◆ TASK DESCRIPTION
Retype all of the material exactly, leaving no line out.
━━━━━ EXTRACTED DATA
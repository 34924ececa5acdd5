//! # 命令处理逻辑模块
//!
//! 包含处理各个子命令的高级业务逻辑。
//! 本模块负责协调图像文件 I/O、调用核心隐写算法以及向用户报告结果。

use crate::cli::{CapacityArgs, EmbedImageArgs, EmbedTextArgs, ExtractImageArgs, ExtractTextArgs};
use crate::constants::{DEFAULT_EXTENSION, EMBED_PREFIX, RECOVER_PREFIX};
use crate::cursor::{max_image_pixels, max_text_bytes};
use crate::pixel::PixelGrid;
use crate::steganography::{embed_image, embed_text, extract_image, extract_text};
use crate::storage::{load_grid, save_grid};
use anyhow::{Context, Result};
use colored::Colorize;
use std::fs;
use std::io::Write;
use std::path::{Path, PathBuf};

/// 处理 'EmbedImage' 命令的执行逻辑。
///
/// 读取载体图像与秘密图像、检查载体容量、把秘密图像逐位写入载体的最低有效位，
/// 最后将结果写入目标图像文件。
///
/// # Arguments
///
/// * `args` - 包含输入/输出路径的 `EmbedImageArgs` 结构体。
/// * `out` - 接收载体与秘密图像尺寸及结果信息。载体中不记录尺寸，提取时需要用户记住秘密图像的宽高。
///
/// # Errors
///
/// 如果发生以下任一情况，将返回错误：
/// * 目标文件已存在且未指定 `--force`。
/// * 无法读取或解码载体图像或秘密图像。
/// * 载体像素数少于秘密图像像素数的 32 倍。
/// * 无法写入到目标图像文件。
pub fn handle_embed_image<W: Write>(args: EmbedImageArgs, out: &mut W) -> Result<()> {
    let dest = resolve_output(args.dest, &args.carrier, EMBED_PREFIX);
    ensure_writable(&dest, args.force)?;

    let carrier = load(&args.carrier, "cover")?;
    let secret = load(&args.secret, "secret")?;
    let secret_size = format!("{}x{}", secret.width(), secret.height());
    writeln!(
        out,
        "Cover image dimensions: {}x{}",
        carrier.width(),
        carrier.height()
    )?;
    writeln!(
        out,
        "Secret image dimensions: {}",
        secret_size.yellow().bold()
    )?;

    let doctored = embed_image(&carrier, &secret).with_context(|| {
        format!(
            "Not enough space in the cover image to hide '{}'.",
            args.secret.to_string_lossy().red().bold()
        )
    })?;

    save(&doctored, &dest)?;

    writeln!(
        out,
        "The secret image has been successfully hidden and saved: {} \nRemember its size {} to extract it.",
        dest.to_string_lossy().green().bold(),
        secret_size.yellow().bold()
    )?;
    Ok(())
}

/// 处理 'EmbedText' 命令的执行逻辑。
///
/// 文本来自 `--text` 或 `--text-file`，以 UTF-8 编码并追加一个终止字节后写入载体。
/// 文本内部的零字节会在提取时被当作结尾，因此恢复出的文本会在那里截断。
///
/// # Errors
///
/// 如果发生以下任一情况，将返回错误：
/// * 目标文件已存在且未指定 `--force`。
/// * 无法读取载体图像或文本文件。
/// * 载体像素数少于 `(文本字节数 + 1) * 8`。
/// * 无法写入到目标图像文件。
pub fn handle_embed_text(args: EmbedTextArgs) -> Result<()> {
    let dest = resolve_output(args.dest, &args.carrier, EMBED_PREFIX);
    ensure_writable(&dest, args.force)?;

    let text = match (args.text, &args.text_file) {
        (Some(text), _) => text,
        (None, Some(path)) => fs::read_to_string(path).with_context(|| {
            format!(
                "Unable to read text file: {}",
                path.to_string_lossy().red().bold()
            )
        })?,
        (None, None) => anyhow::bail!("Please provide either --text or --text-file"),
    };
    if text.contains('\0') {
        log::warn!("the text contains a zero byte; extraction will stop there");
    }

    let carrier = load(&args.carrier, "cover")?;
    let doctored = embed_text(&carrier, &text).with_context(|| {
        format!(
            "Not enough space in the cover image to hide {} bytes of text.",
            text.len().to_string().red().bold()
        )
    })?;

    save(&doctored, &dest)?;

    println!(
        "The text has been successfully hidden and saved: {}",
        dest.to_string_lossy().green().bold()
    );
    Ok(())
}

/// 处理 'ExtractImage' 命令的执行逻辑。
///
/// 载体中没有尺寸信息，宽高必须与隐藏时一致；尺寸不符时得到的是无意义的像素，不会报错。
///
/// # Errors
///
/// 如果发生以下任一情况，将返回错误：
/// * 目标文件已存在且未指定 `--force`。
/// * 无法读取载体图像。
/// * 宽或高为零，或载体像素不足以容纳该尺寸的秘密图像。
/// * 无法写入到目标图像文件。
pub fn handle_extract_image(args: ExtractImageArgs) -> Result<()> {
    let dest = resolve_output(args.dest, &args.carrier, RECOVER_PREFIX);
    ensure_writable(&dest, args.force)?;

    let carrier = load(&args.carrier, "cover")?;
    let secret = extract_image(&carrier, args.width, args.height).with_context(|| {
        format!(
            "Failed to recover a {}x{} image from '{}'.",
            args.width.to_string().red().bold(),
            args.height.to_string().red().bold(),
            args.carrier.to_string_lossy().red().bold()
        )
    })?;

    save(&secret, &dest)?;

    println!(
        "The secret image has been successfully recovered and saved: {}",
        dest.to_string_lossy().green().bold()
    );
    Ok(())
}

/// 处理 'ExtractText' 命令的执行逻辑，把恢复出的文本写入 `out`。
///
/// # Errors
///
/// * 无法读取载体图像。
/// * 载体中找不到终止字节，或恢复出的字节不是合法的 UTF-8。
/// * 无法写入 `out`。
pub fn handle_extract_text<W: Write>(args: ExtractTextArgs, out: &mut W) -> Result<()> {
    let carrier = load(&args.carrier, "cover")?;
    let text = extract_text(&carrier).with_context(|| {
        format!(
            "Failed to recover text from '{}'. \nThe image may not contain a hidden message or is corrupted.",
            args.carrier.to_string_lossy().red().bold()
        )
    })?;

    writeln!(out, "{text}").context("Unable to write the recovered text")?;
    Ok(())
}

/// 处理 'Capacity' 命令：报告载体的尺寸以及可容纳的文本字节数和秘密图像像素数。
pub fn handle_capacity<W: Write>(args: CapacityArgs, out: &mut W) -> Result<()> {
    let carrier = load(&args.carrier, "cover")?;

    writeln!(
        out,
        "Cover image: {}x{} ({} pixels)",
        carrier.width(),
        carrier.height(),
        carrier.pixel_count()
    )?;
    writeln!(
        out,
        "Max text: {} bytes",
        max_text_bytes(&carrier).to_string().green().bold()
    )?;
    writeln!(
        out,
        "Max secret image: {} pixels",
        max_image_pixels(&carrier).to_string().green().bold()
    )?;
    Ok(())
}

/// 未显式指定输出路径时，在源文件所在目录生成 `<prefix><文件名>.png`。
pub fn resolve_output(explicit: Option<PathBuf>, source: &Path, prefix: &str) -> PathBuf {
    explicit.unwrap_or_else(|| {
        let stem = source
            .file_stem()
            .map(|s| s.to_string_lossy().into_owned())
            .unwrap_or_else(|| "image".to_string());
        source.with_file_name(format!("{prefix}{stem}.{DEFAULT_EXTENSION}"))
    })
}

fn ensure_writable(dest: &Path, force: bool) -> Result<()> {
    anyhow::ensure!(
        force || !dest.exists(),
        "Output file already exists: {}. \nUse --force to overwrite it.",
        dest.to_string_lossy().red().bold()
    );
    Ok(())
}

fn load(path: &Path, role: &str) -> Result<PixelGrid> {
    load_grid(path).with_context(|| {
        format!(
            "Unable to read {role} image file: {}",
            path.to_string_lossy().red().bold()
        )
    })
}

fn save(grid: &PixelGrid, dest: &Path) -> Result<()> {
    save_grid(grid, dest).with_context(|| {
        format!(
            "Unable to write to target image file: {}",
            dest.to_string_lossy().red().bold()
        )
    })
}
━━━━━━━━━━
◆ SOLUTION TO THE PROBLEM
repository 34924ececa5acdd5
//! # 命令处理逻辑模块
//!
//! 包含处理各个子命令的高级业务逻辑。
//! 本模块负责协调图像文件 I/O、调用核心隐写算法以及向用户报告结果。

use crate::cli::{CapacityArgs, EmbedImageArgs, EmbedTextArgs, ExtractImageArgs, ExtractTextArgs};
use crate::constants::{DEFAULT_EXTENSION, EMBED_PREFIX, RECOVER_PREFIX};
use crate::cursor::{max_image_pixels, max_text_bytes};
use crate::pixel::PixelGrid;
use crate::steganography::{embed_image, embed_text, extract_image, extract_text};
use crate::storage::{load_grid, save_grid};
use anyhow::{Context, Result};
use colored::Colorize;
use std::fs;
use std::io::Write;
use std::path::{Path, PathBuf};

/// 处理 'EmbedImage' 命令的执行逻辑。
///
/// 读取载体图像与秘密图像、检查载体容量、把秘密图像逐位写入载体的最低有效位，
/// 最后将结果写入目标图像文件。
///
/// # Arguments
///
/// * `args` - 包含输入/输出路径的 `EmbedImageArgs` 结构体。
/// * `out` - 接收载体与秘密图像尺寸及结果信息。载体中不记录尺寸，提取时需要用户记住秘密图像的宽高。
///
/// # Errors
///
/// 如果发生以下任一情况，将返回错误：
/// * 目标文件已存在且未指定 `--force`。
/// * 无法读取或解码载体图像或秘密图像。
/// * 载体像素数少于秘密图像像素数的 32 倍。
/// * 无法写入到目标图像文件。
pub fn handle_embed_image<W: Write>(args: EmbedImageArgs, out: &mut W) -> Result<()> {
    let dest = resolve_output(args.dest, &args.carrier, EMBED_PREFIX);
    ensure_writable(&dest, args.force)?;

    let carrier = load(&args.carrier, "cover")?;
    let secret = load(&args.secret, "secret")?;
    let secret_size = format!("{}x{}", secret.width(), secret.height());
    writeln!(
        out,
        "Cover image dimensions: {}x{}",
        carrier.width(),
        carrier.height()
    )?;
    writeln!(
        out,
        "Secret image dimensions: {}",
        secret_size.yellow().bold()
    )?;

    let doctored = embed_image(&carrier, &secret).with_context(|| {
        format!(
            "Not enough space in the cover image to hide '{}'.",
            args.secret.to_string_lossy().red().bold()
        )
    })?;

    save(&doctored, &dest)?;

    writeln!(
        out,
        "The secret image has been successfully hidden and saved: {} \nRemember its size {} to extract it.",
        dest.to_string_lossy().green().bold(),
        secret_size.yellow().bold()
    )?;
    Ok(())
}

/// 处理 'EmbedText' 命令的执行逻辑。
///
/// 文本来自 `--text` 或 `--text-file`，以 UTF-8 编码并追加一个终止字节后写入载体。
/// 文本内部的零字节会在提取时被当作结尾，因此恢复出的文本会在那里截断。
///
/// # Errors
///
/// 如果发生以下任一情况，将返回错误：
/// * 目标文件已存在且未指定 `--force`。
/// * 无法读取载体图像或文本文件。
/// * 载体像素数少于 `(文本字节数 + 1) * 8`。
/// * 无法写入到目标图像文件。
pub fn handle_embed_text(args: EmbedTextArgs) -> Result<()> {
    let dest = resolve_output(args.dest, &args.carrier, EMBED_PREFIX);
    ensure_writable(&dest, args.force)?;

    let text = match (args.text, &args.text_file) {
        (Some(text), _) => text,
        (None, Some(path)) => fs::read_to_string(path).with_context(|| {
            format!(
                "Unable to read text file: {}",
                path.to_string_lossy().red().bold()
            )
        })?,
        (None, None) => anyhow::bail!("Please provide either --text or --text-file"),
    };
    if text.contains('\0') {
        log::warn!("the text contains a zero byte; extraction will stop there");
    }

    let carrier = load(&args.carrier, "cover")?;
    let doctored = embed_text(&carrier, &text).with_context(|| {
        format!(
            "Not enough space in the cover image to hide {} bytes of text.",
            text.len().to_string().red().bold()
        )
    })?;

    save(&doctored, &dest)?;

    println!(
        "The text has been successfully hidden and saved: {}",
        dest.to_string_lossy().green().bold()
    );
    Ok(())
}

/// 处理 'ExtractImage' 命令的执行逻辑。
///
/// 载体中没有尺寸信息，宽高必须与隐藏时一致；尺寸不符时得到的是无意义的像素，不会报错。
///
/// # Errors
///
/// 如果发生以下任一情况，将返回错误：
/// * 目标文件已存在且未指定 `--force`。
/// * 无法读取载体图像。
/// * 宽或高为零，或载体像素不足以容纳该尺寸的秘密图像。
/// * 无法写入到目标图像文件。
pub fn handle_extract_image(args: ExtractImageArgs) -> Result<()> {
    let dest = resolve_output(args.dest, &args.carrier, RECOVER_PREFIX);
    ensure_writable(&dest, args.force)?;

    let carrier = load(&args.carrier, "cover")?;
    let secret = extract_image(&carrier, args.width, args.height).with_context(|| {
        format!(
            "Failed to recover a {}x{} image from '{}'.",
            args.width.to_string().red().bold(),
            args.height.to_string().red().bold(),
            args.carrier.to_string_lossy().red().bold()
        )
    })?;

    save(&secret, &dest)?;

    println!(
        "The secret image has been successfully recovered and saved: {}",
        dest.to_string_lossy().green().bold()
    );
    Ok(())
}

/// 处理 'ExtractText' 命令的执行逻辑，把恢复出的文本写入 `out`。
///
/// # Errors
///
/// * 无法读取载体图像。
/// * 载体中找不到终止字节，或恢复出的字节不是合法的 UTF-8。
/// * 无法写入 `out`。
pub fn handle_extract_text<W: Write>(args: ExtractTextArgs, out: &mut W) -> Result<()> {
    let carrier = load(&args.carrier, "cover")?;
    let text = extract_text(&carrier).with_context(|| {
        format!(
            "Failed to recover text from '{}'. \nThe image may not contain a hidden message or is corrupted.",
            args.carrier.to_string_lossy().red().bold()
        )
    })?;

    writeln!(out, "{text}").context("Unable to write the recovered text")?;
    Ok(())
}

/// 处理 'Capacity' 命令：报告载体的尺寸以及可容纳的文本字节数和秘密图像像素数。
pub fn handle_capacity<W: Write>(args: CapacityArgs, out: &mut W) -> Result<()> {
    let carrier = load(&args.carrier, "cover")?;

    writeln!(
        out,
        "Cover image: {}x{} ({} pixels)",
        carrier.width(),
        carrier.height(),
        carrier.pixel_count()
    )?;
    writeln!(
        out,
        "Max text: {} bytes",
        max_text_bytes(&carrier).to_string().green().bold()
    )?;
    writeln!(
        out,
        "Max secret image: {} pixels",
        max_image_pixels(&carrier).to_string().green().bold()
    )?;
    Ok(())
}

/// 未显式指定输出路径时，在源文件所在目录生成 `<prefix><文件名>.png`。
pub fn resolve_output(explicit: Option<PathBuf>, source: &Path, prefix: &str) -> PathBuf {
    explicit.unwrap_or_else(|| {
        let stem = source
            .file_stem()
            .map(|s| s.to_string_lossy().into_owned())
            .unwrap_or_else(|| "image".to_string());
        source.with_file_name(format!("{prefix}{stem}.{DEFAULT_EXTENSION}"))
    })
}

fn ensure_writable(dest: &Path, force: bool) -> Result<()> {
    anyhow::ensure!(
        force || !dest.exists(),
        "Output file already exists: {}. \nUse --force to overwrite it.",
        dest.to_string_lossy().red().bold()
    );
    Ok(())
}

fn load(path: &Path, role: &str) -> Result<PixelGrid> {
    load_grid(path).with_context(|| {
        format!(
            "Unable to read {role} image file: {}",
            path.to_string_lossy().red().bold()
        )
    })
}

fn save(grid: &PixelGrid, dest: &Path) -> Result<()> {
    save_grid(grid, dest).with_context(|| {
        format!(
            "Unable to write to target image file: {}",
            dest.to_string_lossy().red().bold()
        )
    })
}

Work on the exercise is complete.